◆ **Exercise requirements**
Copy word for word, please, the lines of the entries below running from the one containing "Ok(content.into_bytes())" to the one containing "pub enum ConfigError", both ends included.

◆ **Extracted records**
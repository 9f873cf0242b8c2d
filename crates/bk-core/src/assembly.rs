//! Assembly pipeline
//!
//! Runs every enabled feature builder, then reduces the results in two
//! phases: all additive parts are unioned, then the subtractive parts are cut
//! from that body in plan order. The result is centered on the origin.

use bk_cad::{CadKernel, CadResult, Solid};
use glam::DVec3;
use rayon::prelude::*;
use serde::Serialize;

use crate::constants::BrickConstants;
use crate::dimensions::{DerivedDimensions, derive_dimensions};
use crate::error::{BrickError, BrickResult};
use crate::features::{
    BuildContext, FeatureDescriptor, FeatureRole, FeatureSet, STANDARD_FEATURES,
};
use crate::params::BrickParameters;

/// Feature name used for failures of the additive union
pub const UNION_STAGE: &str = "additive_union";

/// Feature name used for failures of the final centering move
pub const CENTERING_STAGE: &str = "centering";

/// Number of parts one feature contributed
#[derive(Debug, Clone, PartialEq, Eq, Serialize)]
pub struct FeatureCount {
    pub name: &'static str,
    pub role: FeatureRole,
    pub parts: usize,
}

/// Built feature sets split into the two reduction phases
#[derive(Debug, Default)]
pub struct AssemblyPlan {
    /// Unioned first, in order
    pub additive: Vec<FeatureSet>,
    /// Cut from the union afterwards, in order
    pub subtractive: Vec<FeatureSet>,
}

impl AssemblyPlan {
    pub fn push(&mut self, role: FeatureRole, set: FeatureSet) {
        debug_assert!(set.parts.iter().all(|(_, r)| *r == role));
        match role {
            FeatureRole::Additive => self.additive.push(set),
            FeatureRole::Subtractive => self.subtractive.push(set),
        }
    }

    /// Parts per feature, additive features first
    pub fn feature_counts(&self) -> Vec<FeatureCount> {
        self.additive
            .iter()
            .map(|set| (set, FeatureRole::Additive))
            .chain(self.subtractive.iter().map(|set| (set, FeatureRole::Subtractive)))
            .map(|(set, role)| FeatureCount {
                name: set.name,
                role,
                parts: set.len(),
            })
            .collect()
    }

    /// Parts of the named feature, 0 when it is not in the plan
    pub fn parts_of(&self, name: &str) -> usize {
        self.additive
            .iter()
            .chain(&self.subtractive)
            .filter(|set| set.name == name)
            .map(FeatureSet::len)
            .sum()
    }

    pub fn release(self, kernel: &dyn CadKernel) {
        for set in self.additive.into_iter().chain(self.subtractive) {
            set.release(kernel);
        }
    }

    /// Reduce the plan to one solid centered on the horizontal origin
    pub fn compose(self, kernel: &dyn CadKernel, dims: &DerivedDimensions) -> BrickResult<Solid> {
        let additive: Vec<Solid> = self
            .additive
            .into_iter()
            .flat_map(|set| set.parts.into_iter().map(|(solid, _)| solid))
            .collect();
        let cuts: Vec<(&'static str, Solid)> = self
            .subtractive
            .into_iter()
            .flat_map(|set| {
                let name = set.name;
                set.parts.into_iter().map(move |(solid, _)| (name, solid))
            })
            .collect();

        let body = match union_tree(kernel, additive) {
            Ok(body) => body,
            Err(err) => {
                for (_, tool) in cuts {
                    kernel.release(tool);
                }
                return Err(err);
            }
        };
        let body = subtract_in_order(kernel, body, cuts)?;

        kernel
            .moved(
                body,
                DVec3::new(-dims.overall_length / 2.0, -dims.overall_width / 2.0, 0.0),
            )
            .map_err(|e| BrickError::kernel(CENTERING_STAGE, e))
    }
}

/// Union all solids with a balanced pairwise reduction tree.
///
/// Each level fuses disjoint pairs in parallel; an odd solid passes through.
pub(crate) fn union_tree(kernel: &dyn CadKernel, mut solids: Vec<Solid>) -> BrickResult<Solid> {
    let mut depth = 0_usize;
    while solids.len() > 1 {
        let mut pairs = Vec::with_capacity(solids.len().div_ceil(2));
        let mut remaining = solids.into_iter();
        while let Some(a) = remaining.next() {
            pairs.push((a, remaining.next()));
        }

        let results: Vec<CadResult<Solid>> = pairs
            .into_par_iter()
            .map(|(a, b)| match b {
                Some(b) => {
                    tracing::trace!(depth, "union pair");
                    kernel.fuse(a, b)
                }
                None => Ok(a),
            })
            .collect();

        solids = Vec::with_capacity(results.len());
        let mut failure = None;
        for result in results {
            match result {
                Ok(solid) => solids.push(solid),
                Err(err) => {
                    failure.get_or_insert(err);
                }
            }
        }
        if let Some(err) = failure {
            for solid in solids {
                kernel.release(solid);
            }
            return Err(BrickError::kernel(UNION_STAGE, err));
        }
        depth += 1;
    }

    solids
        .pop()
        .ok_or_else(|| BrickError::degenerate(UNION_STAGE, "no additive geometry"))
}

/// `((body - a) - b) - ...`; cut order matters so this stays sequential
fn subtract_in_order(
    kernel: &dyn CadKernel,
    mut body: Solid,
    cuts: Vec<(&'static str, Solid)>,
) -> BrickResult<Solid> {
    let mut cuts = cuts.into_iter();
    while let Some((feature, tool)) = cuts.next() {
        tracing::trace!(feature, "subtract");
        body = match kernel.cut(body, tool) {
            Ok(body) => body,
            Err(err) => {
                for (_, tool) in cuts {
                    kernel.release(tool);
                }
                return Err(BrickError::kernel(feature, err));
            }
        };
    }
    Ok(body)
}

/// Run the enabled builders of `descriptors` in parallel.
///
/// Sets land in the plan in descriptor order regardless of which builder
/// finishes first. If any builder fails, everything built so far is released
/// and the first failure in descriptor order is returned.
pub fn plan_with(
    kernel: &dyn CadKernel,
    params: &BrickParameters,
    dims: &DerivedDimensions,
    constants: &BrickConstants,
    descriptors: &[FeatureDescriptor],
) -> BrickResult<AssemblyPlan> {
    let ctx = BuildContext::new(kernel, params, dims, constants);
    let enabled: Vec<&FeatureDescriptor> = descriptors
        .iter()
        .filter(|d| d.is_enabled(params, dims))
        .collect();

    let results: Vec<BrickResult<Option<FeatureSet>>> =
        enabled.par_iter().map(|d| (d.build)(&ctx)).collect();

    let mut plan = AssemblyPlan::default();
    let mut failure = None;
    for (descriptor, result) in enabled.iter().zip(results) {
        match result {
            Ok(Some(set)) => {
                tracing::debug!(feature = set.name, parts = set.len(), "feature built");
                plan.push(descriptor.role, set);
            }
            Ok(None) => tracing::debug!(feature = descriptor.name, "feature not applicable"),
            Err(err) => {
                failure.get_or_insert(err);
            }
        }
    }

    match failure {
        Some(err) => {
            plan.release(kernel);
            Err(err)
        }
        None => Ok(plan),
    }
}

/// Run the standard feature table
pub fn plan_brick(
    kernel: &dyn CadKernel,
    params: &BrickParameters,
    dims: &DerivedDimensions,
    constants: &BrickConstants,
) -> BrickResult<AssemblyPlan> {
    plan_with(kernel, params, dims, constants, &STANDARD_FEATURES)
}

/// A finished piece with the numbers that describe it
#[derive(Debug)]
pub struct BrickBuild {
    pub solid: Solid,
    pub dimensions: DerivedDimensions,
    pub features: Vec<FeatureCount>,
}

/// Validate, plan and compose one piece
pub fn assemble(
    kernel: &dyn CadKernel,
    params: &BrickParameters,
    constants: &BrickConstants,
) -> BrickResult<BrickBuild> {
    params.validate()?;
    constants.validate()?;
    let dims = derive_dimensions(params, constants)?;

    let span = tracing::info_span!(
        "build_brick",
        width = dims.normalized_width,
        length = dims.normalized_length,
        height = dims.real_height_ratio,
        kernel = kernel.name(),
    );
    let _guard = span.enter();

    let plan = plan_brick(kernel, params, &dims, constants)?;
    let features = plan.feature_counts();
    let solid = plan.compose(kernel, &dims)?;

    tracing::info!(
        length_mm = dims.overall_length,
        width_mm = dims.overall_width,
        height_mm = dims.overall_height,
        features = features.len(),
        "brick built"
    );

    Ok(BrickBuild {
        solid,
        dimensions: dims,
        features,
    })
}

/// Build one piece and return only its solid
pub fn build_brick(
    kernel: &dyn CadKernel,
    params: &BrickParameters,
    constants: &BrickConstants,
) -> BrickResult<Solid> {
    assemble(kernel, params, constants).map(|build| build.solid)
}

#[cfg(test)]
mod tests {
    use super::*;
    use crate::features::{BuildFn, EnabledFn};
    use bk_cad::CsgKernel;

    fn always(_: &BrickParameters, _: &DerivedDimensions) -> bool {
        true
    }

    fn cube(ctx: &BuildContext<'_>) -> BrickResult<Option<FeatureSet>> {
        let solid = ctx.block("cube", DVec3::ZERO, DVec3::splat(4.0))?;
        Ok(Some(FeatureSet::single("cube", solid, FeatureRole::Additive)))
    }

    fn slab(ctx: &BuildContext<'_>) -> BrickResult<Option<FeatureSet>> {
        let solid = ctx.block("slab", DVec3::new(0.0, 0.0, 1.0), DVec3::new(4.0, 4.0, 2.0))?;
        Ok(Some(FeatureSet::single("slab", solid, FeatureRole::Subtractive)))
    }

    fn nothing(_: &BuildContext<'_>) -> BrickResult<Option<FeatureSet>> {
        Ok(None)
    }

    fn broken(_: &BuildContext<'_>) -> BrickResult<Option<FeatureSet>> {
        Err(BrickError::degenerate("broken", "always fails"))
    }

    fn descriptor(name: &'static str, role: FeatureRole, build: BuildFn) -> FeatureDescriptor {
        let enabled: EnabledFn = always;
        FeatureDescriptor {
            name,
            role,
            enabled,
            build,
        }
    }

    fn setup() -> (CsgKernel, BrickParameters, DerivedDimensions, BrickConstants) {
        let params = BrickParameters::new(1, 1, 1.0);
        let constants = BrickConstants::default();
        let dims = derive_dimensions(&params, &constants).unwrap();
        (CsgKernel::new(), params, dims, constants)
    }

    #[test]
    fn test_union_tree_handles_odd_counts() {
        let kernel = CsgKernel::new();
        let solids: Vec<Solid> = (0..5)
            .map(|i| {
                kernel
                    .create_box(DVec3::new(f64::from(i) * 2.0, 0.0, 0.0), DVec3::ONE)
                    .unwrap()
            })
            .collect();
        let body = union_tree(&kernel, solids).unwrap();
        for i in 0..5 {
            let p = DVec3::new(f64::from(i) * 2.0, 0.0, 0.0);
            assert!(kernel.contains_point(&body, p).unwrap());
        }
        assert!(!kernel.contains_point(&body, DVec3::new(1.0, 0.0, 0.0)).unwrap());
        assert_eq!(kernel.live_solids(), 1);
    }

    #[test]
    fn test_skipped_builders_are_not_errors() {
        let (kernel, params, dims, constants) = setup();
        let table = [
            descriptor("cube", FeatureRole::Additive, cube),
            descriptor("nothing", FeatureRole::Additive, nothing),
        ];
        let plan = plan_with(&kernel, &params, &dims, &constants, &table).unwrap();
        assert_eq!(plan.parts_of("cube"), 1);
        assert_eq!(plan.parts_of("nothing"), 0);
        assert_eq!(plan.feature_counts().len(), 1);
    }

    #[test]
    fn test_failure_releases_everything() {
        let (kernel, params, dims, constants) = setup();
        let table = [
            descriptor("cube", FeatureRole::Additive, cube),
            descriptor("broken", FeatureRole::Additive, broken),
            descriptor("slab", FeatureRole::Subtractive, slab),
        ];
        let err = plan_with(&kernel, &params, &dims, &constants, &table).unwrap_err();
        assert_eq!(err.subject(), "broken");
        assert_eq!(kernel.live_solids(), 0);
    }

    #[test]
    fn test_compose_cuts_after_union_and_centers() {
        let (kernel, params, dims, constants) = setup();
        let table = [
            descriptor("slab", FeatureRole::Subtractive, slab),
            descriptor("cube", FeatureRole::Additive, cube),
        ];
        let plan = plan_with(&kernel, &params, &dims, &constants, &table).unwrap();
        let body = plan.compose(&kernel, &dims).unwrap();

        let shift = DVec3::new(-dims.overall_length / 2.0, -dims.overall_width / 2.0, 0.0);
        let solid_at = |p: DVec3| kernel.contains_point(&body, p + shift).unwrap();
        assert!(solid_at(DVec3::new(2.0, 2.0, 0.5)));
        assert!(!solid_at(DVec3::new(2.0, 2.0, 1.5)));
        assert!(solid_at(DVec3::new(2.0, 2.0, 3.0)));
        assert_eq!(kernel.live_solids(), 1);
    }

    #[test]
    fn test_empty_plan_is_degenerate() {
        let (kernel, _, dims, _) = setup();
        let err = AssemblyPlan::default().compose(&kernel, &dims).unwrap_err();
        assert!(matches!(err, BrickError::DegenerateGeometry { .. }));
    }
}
---
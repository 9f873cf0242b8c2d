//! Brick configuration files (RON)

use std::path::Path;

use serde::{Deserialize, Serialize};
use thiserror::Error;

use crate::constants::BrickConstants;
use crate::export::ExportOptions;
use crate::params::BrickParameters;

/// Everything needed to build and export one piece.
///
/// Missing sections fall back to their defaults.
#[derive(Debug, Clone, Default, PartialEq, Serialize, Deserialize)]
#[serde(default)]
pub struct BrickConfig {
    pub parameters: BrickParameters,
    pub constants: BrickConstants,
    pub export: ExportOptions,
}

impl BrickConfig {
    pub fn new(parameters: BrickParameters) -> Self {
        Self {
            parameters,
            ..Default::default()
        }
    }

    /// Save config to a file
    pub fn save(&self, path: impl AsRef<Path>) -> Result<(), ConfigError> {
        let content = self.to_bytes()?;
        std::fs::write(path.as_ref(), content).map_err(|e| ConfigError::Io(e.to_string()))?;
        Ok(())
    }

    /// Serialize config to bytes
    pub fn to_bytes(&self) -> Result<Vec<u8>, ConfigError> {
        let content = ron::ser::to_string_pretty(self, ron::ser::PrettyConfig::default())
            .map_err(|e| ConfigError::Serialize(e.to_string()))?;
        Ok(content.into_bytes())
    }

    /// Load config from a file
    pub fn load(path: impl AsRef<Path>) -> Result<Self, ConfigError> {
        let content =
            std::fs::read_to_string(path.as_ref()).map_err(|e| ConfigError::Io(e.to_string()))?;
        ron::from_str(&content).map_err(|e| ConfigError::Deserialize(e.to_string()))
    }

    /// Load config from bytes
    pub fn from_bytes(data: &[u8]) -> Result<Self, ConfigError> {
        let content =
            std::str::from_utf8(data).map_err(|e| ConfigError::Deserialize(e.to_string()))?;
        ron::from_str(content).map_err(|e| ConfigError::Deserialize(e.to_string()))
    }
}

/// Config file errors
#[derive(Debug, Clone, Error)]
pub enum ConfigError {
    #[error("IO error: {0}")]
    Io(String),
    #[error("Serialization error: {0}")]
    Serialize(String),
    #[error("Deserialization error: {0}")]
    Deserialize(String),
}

◆ **Solved exercise**
        Ok(content.into_bytes())
    }

    /// Load config from a file
    pub fn load(path: impl AsRef<Path>) -> Result<Self, ConfigError> {
        let content =
            std::fs::read_to_string(path.as_ref()).map_err(|e| ConfigError::Io(e.to_string()))?;
        ron::from_str(&content).map_err(|e| ConfigError::Deserialize(e.to_string()))
    }

    /// Load config from bytes
    pub fn from_bytes(data: &[u8]) -> Result<Self, ConfigError> {
        let content =
            std::str::from_utf8(data).map_err(|e| ConfigError::Deserialize(e.to_string()))?;
        ron::from_str(content).map_err(|e| ConfigError::Deserialize(e.to_string()))
    }
}

/// Config file errors
#[derive(Debug, Clone, Error)]
pub enum ConfigError {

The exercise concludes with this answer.